Although Mia and the viewer has no doubt that Vincent in an Elvis man (he couldn’t be anything else), I disagree with her that it’s either the Beatles or Elvis; the Rolling Stones are — must be — another option, a third choice. To borrow from the Buddha, the Stones are the Middle Way, straddling excess and privation, existing firmly between the excess of the Beatles and the Memphis mud of Elvis.

With an unabashed commitment to nothing more than playing blues, R&B and making a raucous noise, the Stones weren’t afraid to be anything other than what they were: pretty much everything anti-Rock and Roll scolds had feared. Whereas the Beatles began as the world’s first boy band and evolved to become something indescribable, Elvis was white trash who managed to interpret the zeitgeist into the most powerful argot in history. Neither could accept (on a deep level) the derision heaped on them by “polite society” with both seeking some kind of validation.

The Stones were just who they were, then and now, with no concern where they stood nor how they looked (indeed, an uglier group of gits has rarely disgraced the record bins) but in only how they sounded. While Elvis and the Beatles took their time to pose with the bow, the Stones just let the arrow fly and, with few exceptions, hit their mark every time.

I’ve heard Zen is a lot of things. I’ve also heard that, “Those who say don’t know; those who know, don’t say.”

That’s how I picture the Stones, the absolute Zen of Rock and Roll, standing outside the mainstream (while firmly inside it), not unappreciative of the fortune that fame has brought to them but, I suspect, that was never the point. When Elvis walked into Sun studios and convinced Sam Phillips to give him a shot, he was driven to be the next big thing. When the Beatles played the dives from Hamburg to Liverpool, their path was clear.

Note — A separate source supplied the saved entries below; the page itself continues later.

use std::net::SocketAddr;
use std::sync::Arc;

use clap::Parser;
use tracing_subscriber::{layer::SubscriberExt, util::SubscriberInitExt};

use indietoken::cli::{self, EndpointCommands, TokenCommands};
use indietoken::config::{self, Config};
use indietoken::indieauth::fetch::HttpFetcher;
use indietoken::indieauth::markup::HtmlLinkExtractor;
use indietoken::indieauth::trust::TRUSTED_ENDPOINT_KEY;
use indietoken::indieauth::validate::is_valid_url;
use indietoken::store::postgres::PgStore;
use indietoken::store::{tokens, SettingsRepository};
use indietoken::{api, AppState};

#[tokio::main]
async fn main() -> anyhow::Result<()> {
    use opentelemetry::KeyValue;
    use opentelemetry_sdk::{trace as sdktrace, Resource};

    // Export spans over OTLP only when a collector is configured
    let telemetry_layer = if std::env::var("OTEL_EXPORTER_OTLP_ENDPOINT").is_ok() {
        let tracer = opentelemetry_otlp::new_pipeline()
            .tracing()
            .with_exporter(opentelemetry_otlp::new_exporter().tonic())
            .with_trace_config(sdktrace::config().with_resource(Resource::new(vec![
                KeyValue::new("service.name", "indietoken"),
            ])))
            .install_batch(opentelemetry_sdk::runtime::Tokio)?;
        Some(tracing_opentelemetry::layer().with_tracer(tracer))
    } else {
        None
    };

    tracing_subscriber::registry()
        .with(tracing_subscriber::EnvFilter::new(
            std::env::var("RUST_LOG")
                .unwrap_or_else(|_| "indietoken=debug,tower_http=debug".into()),
        ))
        .with(tracing_subscriber::fmt::layer())
        .with(telemetry_layer)
        .init();

    let cfg = config::load()?;
    let args = cli::Cli::parse();

    let result = match args.command {
        Some(cli::Commands::Serve { port }) => {
            let port = port.unwrap_or(cfg.port);
            run_server(cfg, port).await
        }
        Some(cli::Commands::Endpoint { command }) => {
            let db = PgStore::connect(&cfg.database_url).await?;
            handle_endpoint_command(&db, command).await
        }
        Some(cli::Commands::Token { command }) => {
            let db = PgStore::connect(&cfg.database_url).await?;
            handle_token_command(&db, command).await
        }
        None => {
            let port = cfg.port;
            run_server(cfg, port).await
        }
    };

    if let Err(ref e) = result {
        eprintln!("Error: {:?}", e);
    }
    result
}

async fn run_server(cfg: Config, port: u16) -> anyhow::Result<()> {
    tracing::info!("Connecting to database...");
    let db = PgStore::connect(&cfg.database_url).await?;

    tracing::info!("Running migrations...");
    db.migrate().await?;

    let trusted = db.list_settings(TRUSTED_ENDPOINT_KEY).await?;
    if trusted.is_empty() {
        tracing::warn!("No trusted authorization endpoints configured; every token request will be rejected");
    } else {
        tracing::info!(count = trusted.len(), "Loaded trusted authorization endpoints");
    }

    let fetcher = HttpFetcher::new(&cfg)?;
    let db = Arc::new(db);
    let state = Arc::new(AppState {
        tokens: db.clone(),
        settings: db,
        fetcher: Arc::new(fetcher),
        markup: Arc::new(HtmlLinkExtractor),
        config: cfg,
    });

    let app = api::router(state);

    let addr = SocketAddr::from(([0, 0, 0, 0], port));
    let listener = tokio::net::TcpListener::bind(addr).await?;
    tracing::info!("indietoken listening on {}", addr);
    axum::serve(listener, app).await?;

    Ok(())
}

async fn handle_endpoint_command(db: &PgStore, cmd: EndpointCommands) -> anyhow::Result<()> {
    match cmd {
        EndpointCommands::Add { url } => {
            if !is_valid_url(&url) {
                anyhow::bail!("not an absolute URL: {}", url);
            }
            if db.add_setting(TRUSTED_ENDPOINT_KEY, &url).await? {
                println!("✅ Trusted {}", url);
            } else {
                println!("{} is already trusted", url);
            }
        }
        EndpointCommands::List => {
            let endpoints = db.list_settings(TRUSTED_ENDPOINT_KEY).await?;
            if endpoints.is_empty() {
                println!("No trusted endpoints.");
            }
            for url in endpoints {
                println!("{}", url);
            }
        }
        EndpointCommands::Remove { url } => {
            if db.remove_setting(TRUSTED_ENDPOINT_KEY, &url).await? {
                println!("Removed {}", url);
            } else {
                println!("{} was not trusted", url);
            }
        }
    }
    Ok(())
}

async fn handle_token_command(db: &PgStore, cmd: TokenCommands) -> anyhow::Result<()> {
    match cmd {
        TokenCommands::Show { value } => match tokens::lookup(db, &value).await? {
            Some(token) => {
                println!("me:        {}", token.me);
                println!("client_id: {}", token.client_id);
                println!("scope:     {}", token.scope);
                println!("issued:    {}", token.created_at.to_rfc3339());
                match token.revoked_at {
                    Some(at) => println!("revoked:   {}", at.to_rfc3339()),
                    None => println!("revoked:   no"),
                }
            }
            None => anyhow::bail!("no such token"),
        },
        TokenCommands::Revoke { value } => {
            tokens::revoke(db, &value).await?;
            println!("Revoked (if it existed)");
        }
    }
    Ok(())
}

The Stones on the other hand, just wanted to play the music they loved — Muddy Waters, Solomon Burke, Chuck Berry — sides that gripped their collective souls and shook them to their gizzards. Fame and fortune was a happy coincidence.

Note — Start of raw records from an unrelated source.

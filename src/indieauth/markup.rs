//! Finding `rel` links in an HTML document.
//!
//! Discovery only needs two answers from a page: the first element whose
//! `rel` list contains a given relation, and the first `<base href>`. Both
//! live behind [`LinkExtractor`] so the parser can be swapped out.

use scraper::{Html, Selector};

/// Links of interest pulled from one document.
#[derive(Debug, Default, Clone, PartialEq, Eq)]
pub struct MarkupLinks {
    /// `href` of the first element, in document order, whose `rel` contains the relation.
    pub href: Option<String>,
    /// `href` of the first `<base>` element.
    pub base: Option<String>,
}

pub trait LinkExtractor: Send + Sync {
    fn find_first_matching_link(&self, document: &str, rel: &str) -> MarkupLinks;
}

/// HTML5 tree builder (html5ever via `scraper`). Recovers from broken
/// markup the same way browsers do instead of rejecting the page.
#[derive(Debug, Default, Clone, Copy)]
pub struct HtmlLinkExtractor;

impl LinkExtractor for HtmlLinkExtractor {
    fn find_first_matching_link(&self, document: &str, rel: &str) -> MarkupLinks {
        let (Ok(rel_selector), Ok(base_selector)) =
            (Selector::parse("[rel][href]"), Selector::parse("base[href]"))
        else {
            return MarkupLinks::default();
        };

        let html = Html::parse_document(document);

        let href = html
            .select(&rel_selector)
            .find(|el| {
                el.value()
                    .attr("rel")
                    .is_some_and(|rels| rels.split_ascii_whitespace().any(|r| r.eq_ignore_ascii_case(rel)))
            })
            .and_then(|el| el.value().attr("href"))
            .map(str::to_string);

        // Only worth looking for a base when there is something to resolve.
        let base = match href {
            Some(_) => html
                .select(&base_selector)
                .next()
                .and_then(|el| el.value().attr("href"))
                .map(str::to_string),
            None => None,
        };

        MarkupLinks { href, base }
    }
}

#[cfg(test)]
mod tests {
    use super::*;

    const REL: &str = "authorization_endpoint";

    fn extract(doc: &str) -> MarkupLinks {
        HtmlLinkExtractor.find_first_matching_link(doc, REL)
    }

    #[test]
    fn test_finds_link_in_head() {
        let doc = r#"<!doctype html><html><head>
            <link rel="authorization_endpoint" href="https://auth.example/auth">
            </head><body></body></html>"#;
        let found = extract(doc);
        assert_eq!(found.href.as_deref(), Some("https://auth.example/auth"));
        assert_eq!(found.base, None);
    }

    #[test]
    fn test_first_in_document_order_wins() {
        let doc = r#"<html><body>
            <a rel="me authorization_endpoint" href="/first">a</a>
            <link rel="authorization_endpoint" href="/second">
            </body></html>"#;
        assert_eq!(extract(doc).href.as_deref(), Some("/first"));
    }

    #[test]
    fn test_rel_token_must_be_whole_word() {
        let doc = r#"<link rel="authorization_endpoint_v2" href="/nope">
            <link rel="x-authorization_endpoint" href="/nope-either">
            <link rel="
              me   authorization_endpoint " href="/yes">"#;
        assert_eq!(extract(doc).href.as_deref(), Some("/yes"));
    }

    #[test]
    fn test_rel_match_ignores_ascii_case() {
        let doc = r#"<link rel="Authorization_Endpoint" href="/mixed">"#;
        assert_eq!(extract(doc).href.as_deref(), Some("/mixed"));
    }

    #[test]
    fn test_element_without_href_is_skipped() {
        let doc = r#"<link rel="authorization_endpoint"><a rel="authorization_endpoint" href="/a">x</a>"#;
        assert_eq!(extract(doc).href.as_deref(), Some("/a"));
    }

    #[test]
    fn test_base_href_is_reported() {
        let doc = r#"<html><head><base href="/sub/"><base href="/ignored/">
            <link rel="authorization_endpoint" href="auth"></head></html>"#;
        let found = extract(doc);
        assert_eq!(found.href.as_deref(), Some("auth"));
        assert_eq!(found.base.as_deref(), Some("/sub/"));
    }

    #[test]
    fn test_broken_markup_is_tolerated() {
        let doc = r#"<html><head><body><p><b><div>
            <link rel=authorization_endpoint href=https://auth.example/auth>
            <span></p></i></table>"#;
        assert_eq!(extract(doc).href.as_deref(), Some("https://auth.example/auth"));
    }

    #[test]
    fn test_nothing_found() {
        assert_eq!(extract("<html><body>hi</body></html>"), MarkupLinks::default());
        assert_eq!(extract(""), MarkupLinks::default());
    }
}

As we finished cleaning our apartment on Saturday, my children drenched with soapy water and smudged with the dirt we’d accumulated over the last year, the Stones came up on my Pod: “I know, it’s only rock and roll but I like it ...”

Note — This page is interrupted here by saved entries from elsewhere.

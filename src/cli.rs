use clap::{Parser, Subcommand};

/// indietoken — IndieAuth token endpoint
#[derive(Parser)]
#[command(name = "indietoken", version, about)]
pub struct Cli {
    #[command(subcommand)]
    pub command: Option<Commands>,
}

#[derive(Subcommand)]
pub enum Commands {
    /// Start the token endpoint server
    Serve {
        /// Port to bind. Defaults to INDIETOKEN_PORT.
        #[arg(short, long)]
        port: Option<u16>,
    },

    /// Manage the trusted authorization endpoint allow-list
    Endpoint {
        #[command(subcommand)]
        command: EndpointCommands,
    },

    /// Inspect or revoke issued tokens
    Token {
        #[command(subcommand)]
        command: TokenCommands,
    },
}

#[derive(Subcommand)]
pub enum EndpointCommands {
    /// Trust an authorization endpoint (exact URL match)
    Add { url: String },
    /// List trusted endpoints
    List,
    /// Stop trusting an authorization endpoint
    Remove { url: String },
}

#[derive(Subcommand)]
pub enum TokenCommands {
    /// Show a token's identity, client, scope and state
    Show { value: String },
    /// Revoke a token
    Revoke { value: String },
}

Each of them danced, each of them sang, each of them caught up in the sentiment. Each of them wanted to spend their Saturday afternoon in a different way, decidedly not stuck in a barren apartment, scrubbing walls and floors, listening to Daddy yell when things weren’t going right or on schedule.

Yet, there they were, suddenly moved from their antipathy, ebullient and insouciant, transported from their immediate drudge to sing at the top of their lungs.

I could not have survived this week without those kids; their selflessness and No Mind in tackling out task saved me. The little things, all three of them, are what I am most grateful for this year (or any year). Tomorrow, I raise my glass to them and say thank you, thank you, you dropped a bucket into the well of my despair and raised me to the light.

I know, it’s only Rock and Roll. But I like it.